Air operated selectable lockers can be fitted to the front or rear diff of both part-time and full-time four-wheel drives. There are negative points though. If a compressor or pneumatic line is damaged, the locker will not activate. Also, as they are manually selectable diff locks, if you forget to switch them on in time it could be too late.
Examples: ARB Air Locker, TJM
Pro-locker, Maxidrive Locker, Ashcroft Air Locker, Yukon Zip Locker
Perfect for: Those who want the best of both worlds. An open differential for on-road use, 100 per cent locked when required off-road.
The latest kids on the locker market are electronic lockers such as the ELocker made in partnership by Harrop and Eaton. Harrop manufacture the diff locks in Melbourne using forged gears sourced from Eaton in America. The benefit of electronic lockers is the fact that no air compressor or pneumatic lines are required. They are still fully selectable as per pneumatic diff locks with simple push button operation; yet need only two wires to be run to the differential. If these wires are damaged off-road, they can be repaired far easier than repairing a pneumatic line.
Operation is damn near silent, and is also instantaneous. The mechanism utilises an electromagnetic locking system with four pinions. This allows the diff to perform as an open differential. When the locker is activated, the electromagnet engages pins that effectively lock the differential’s side gear to the carrier. No fancy pixie dust or black magic, just good old Aussie engineering.
The ELocker comes with everything required for the install too, such as a wiring harness with convoluted tubing, in-dash switches and even a few cable ties to make installation far neater.
Examples: Harrop Eaton ELocker
Perfect for: Those who want a selectable locker, but don’t like the idea of running compressed air or pneumatic lines into their diffs
WEIRD AND WONDERFUL
Kam Lockers: These just look cool! Kam manufacture beefy half-shafts and diff ratios, as well as limited slip diffs and full diff locks. Their lockers are electronically controlled, and protected with their own sturdy diff pan cover.
OX Cable Operated Lockers: Cable operated diff locks? Yep! And they work bloody well too. There is something satisfying about clunking the shift lever into position, even though they can be set up to run pneumatically, too.
Kaiser Lockers: Brazil based Kaiser manufacture auto lockers for a range of outside-the-square vehicles such as the Daihatsu Feroza and Kia Sportage. If you own something other than a Patrol or LandCruiser and can’t find a locker for your truck, it’s time to start learning how to speak Portuguese!
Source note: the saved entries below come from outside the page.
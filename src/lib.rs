//! # encyclo - Streaming Definition Reader
//!
//! `encyclo` looks up encyclopedia-style definitions of a topic and streams
//! them to the terminal as they are generated. Several text-generation
//! providers are supported; Wikipedia is used when none of them can serve
//! the request.
//!
//! ## Features
//!
//! - **Streaming definitions**: Text appears as the provider produces it
//! - **Multiple providers**: DeepSeek, Gemini, Groq, Xunfei Spark and YouChat
//! - **Fallback routing**: Keyless providers and Wikipedia when no key is stored
//! - **Caching**: Topics already looked up in a session are served instantly
//! - **Interactive mode**: Look up one topic after another with `encyclo read`
//!
//! ## Quick Start
//!
//! ```bash
//! # Define a topic
//! encyclo "black hole"
//!
//! # In Chinese, narrowed to a category
//! encyclo --lang zh --category 物理 黑洞
//!
//! # Store a key and select the provider
//! encyclo keys set deepseek
//! encyclo providers select deepseek
//!
//! # Interactive reader
//! encyclo read
//! ```
//!
//! ## Configuration
//!
//! Settings are stored in `~/.config/encyclo/config.toml`:
//!
//! ```toml
//! [encyclo]
//! language = "en"
//! fallback = "fall-through"
//!
//! [providers.groq]
//! model = "llama-3.3-70b-versatile"
//! max_tokens = 800
//!
//! [wiki]
//! timeout_secs = 10
//! ```

/// In-memory cache of completed definitions.
pub mod cache;

/// Command-line interface definitions and handlers.
pub mod cli;

/// Configuration file management and backend overrides.
pub mod config;

/// Persisted API keys and provider selection.
pub mod credentials;

/// Lookup requests, prompts, languages and fragment streams.
pub mod definition;

/// Provider routing and fallback.
pub mod dispatcher;

/// Context reading from files and stdin.
pub mod input;

/// Lookup lifecycle: caching, cancellation and events.
pub mod orchestrator;

/// Global output configuration (quiet mode, colors, stderr/stdout routing).
pub mod output;

/// XDG-style path utilities for configuration and settings storage.
pub mod paths;

/// Streaming backends for each provider.
pub mod providers;

/// Interactive reader session.
pub mod reader;

/// Terminal UI components (spinner, colors, prompts).
pub mod ui;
Air Locker (rip offs): You might have seen these on 4X4 forums, or online auction sites. Hey, they might look the same as ‘the branded ones’, but how can you be sure they aren’t made from recycled coke cans and melted down Holden Barinas?
Lincoln Locker: CIG Locker, Lincoln Locker… also known as a welded diff. This involves welding the stock spider gears together, locking the diff solid. Don’t make the mistake of welding the crown wheel to the pinion; actually… just don’t weld your diff at all unless the vehicle is strictly off-road only. It’s dangerous and highly illegal!
Mini-Spool: Spools replace the factory spider gears with a solid piece of metal (usually heat treated steel), locking the axles together. These are permanently locked, and not legal for road use. For off-road use only though they are far neater solution than welded diffs.